Hello, remember me? The bloke who put up his alleged final posting (header reading, Ave atque vale) only a few months ago. Obviously, it was not to be. It turns out your Tatler missed not having a facility in which to vent spleen, even if no one read it. It’s having the outlet that matters. The rest, mere statistics.

One more note: to those few readers who checked in every now and then, even after this blogger’s alleged quitting, bless you and much obliged.

Salve,

Bickerstaff

Ave atque vale

To my readers,

I am sad to report this will be the last post for the indefinite future. The blog has never had a large number of readers, but their numbers were high enough to provide motivation to keep posting. Unfortunately, lately the numbers have dropped to near or actual zero, so it seems pointless to continue writing posts when my time would be more profitably spent practicing the organ.

I will not delete any posts and the blog will remain on WordPress should I ever choose to resume posting.  Grateful thanks to those readers who stuck with the Taos Tatler. May God bless you all.

They’d best do it if they want to survive.

A refreshing change from the mealy-mouthed utterances of our current president. From the New York Post:

President-elect Donald Trump warned Monday there will be “all hell to pay [in the Middle East if Hamas does not release every one of the remaining hostages in Gaza before his inauguration next month.
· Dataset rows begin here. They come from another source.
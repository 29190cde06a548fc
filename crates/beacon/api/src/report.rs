use chrono::{DateTime, Utc};
use serde::Serialize;
use strum::Display;

/// Outcome of one full discover-allocate-render-diff-apply pass, serialized
/// for the scheduler and for alerting.
#[derive(Clone, Debug, Serialize)]
#[serde(rename_all = "camelCase")]
pub struct ReconciliationReport {
    pub started_at: DateTime<Utc>,
    pub finished_at: DateTime<Utc>,
    /// Services returned by discovery after normalization.
    pub discovered: usize,
    pub render_failures: Vec<KeyedFailure>,
    pub sinks: Vec<SinkReport>,
}

impl ReconciliationReport {
    pub fn outcome(&self) -> CycleOutcome {
        let clean = self.render_failures.is_empty()
            && self
                .sinks
                .iter()
                .all(|sink| sink.failures.is_empty() && sink.aborted.is_none());
        if clean {
            CycleOutcome::Success
        } else {
            CycleOutcome::Degraded
        }
    }
}

/// What one sync target saw and did this cycle. Key lists are sorted.
#[derive(Clone, Debug, Serialize)]
#[serde(rename_all = "camelCase")]
pub struct SinkReport {
    pub target: String,
    pub created: Vec<String>,
    pub updated: Vec<String>,
    pub deleted: Vec<String>,
    /// Deletions that would have applied, suppressed on an append-only target.
    pub suppressed: Vec<String>,
    pub unchanged: usize,
    pub failures: Vec<KeyedFailure>,
    /// Set when the sink could not even be listed; no operations were applied.
    #[serde(skip_serializing_if = "Option::is_none")]
    pub aborted: Option<String>,
}

impl SinkReport {
    pub fn new(target: impl Into<String>) -> Self {
        Self {
            target: target.into(),
            created: Vec::default(),
            updated: Vec::default(),
            deleted: Vec::default(),
            suppressed: Vec::default(),
            unchanged: 0,
            failures: Vec::default(),
            aborted: None,
        }
    }

    /// Number of write operations applied to this sink.
    pub fn operations(&self) -> usize {
        self.created.len() + self.updated.len() + self.deleted.len()
    }
}

#[derive(Clone, Debug, Serialize)]
#[serde(rename_all = "camelCase")]
pub struct KeyedFailure {
    pub key: String,
    pub reason: String,
}

#[derive(Copy, Clone, Debug, Display, PartialEq, Eq, Serialize)]
#[serde(rename_all = "camelCase")]
#[strum(serialize_all = "camelCase")]
pub enum CycleOutcome {
    /// Every desired dashboard reached every sink.
    Success,
    /// The cycle completed, but some dashboards or one sink failed.
    Degraded,
    /// The cycle aborted before completing; no partial state was written.
    Failed,
}

impl CycleOutcome {
    pub const fn exit_code(&self) -> u8 {
        match self {
            Self::Success => 0,
            Self::Degraded => 1,
            Self::Failed => 2,
        }
    }
}

#[cfg(test)]
mod tests {
    use chrono::Utc;

    use super::{CycleOutcome, KeyedFailure, ReconciliationReport, SinkReport};

    fn report() -> ReconciliationReport {
        ReconciliationReport {
            started_at: Utc::now(),
            finished_at: Utc::now(),
            discovered: 2,
            render_failures: Vec::default(),
            sinks: vec![SinkReport::new("cluster"), SinkReport::new("repository")],
        }
    }

    #[test]
    fn clean_cycle_is_success() {
        assert_eq!(report().outcome(), CycleOutcome::Success);
        assert_eq!(CycleOutcome::Success.exit_code(), 0);
    }

    #[test]
    fn any_failure_degrades_the_cycle() {
        let mut degraded = report();
        degraded.sinks[0].failures.push(KeyedFailure {
            key: "api-internal".into(),
            reason: "gone".into(),
        });
        assert_eq!(degraded.outcome(), CycleOutcome::Degraded);
        assert_eq!(degraded.outcome().exit_code(), 1);

        let mut unlisted = report();
        unlisted.sinks[1].aborted = Some("unreachable".into());
        assert_eq!(unlisted.outcome(), CycleOutcome::Degraded);
    }
}
use beacon_api::args::{ClusterArgs, CycleArgs, RepoArgs};
use clap::Parser;

/// Reconciles monitored deployments against generated Grafana dashboards,
/// once per invocation.
#[derive(Parser)]
#[command(author, version, about, long_about = None)]
pub(crate) struct Args {
    #[command(flatten)]
    pub cluster: ClusterArgs,

    #[command(flatten)]
    pub cycle: CycleArgs,

    #[command(flatten)]
    pub repo: RepoArgs,
}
Also, from another source, the New York Sun: “The president-elect threatens to ‘hit’ those responsible ‘harder than anybody has been hit in the long and storied History of the United States of America.’

A prediction: should Hamas inexplicably show some sense and release the hostages before Trump is sworn in, President Biden will claim credit for it, and his trained monkeys in the media will back him up. No mention will be made of Trump’s very believable threat.

Looking Glass logic

Presidential Secretary Karine Jean-Pierre on the President’s pardon of his convicted felon son.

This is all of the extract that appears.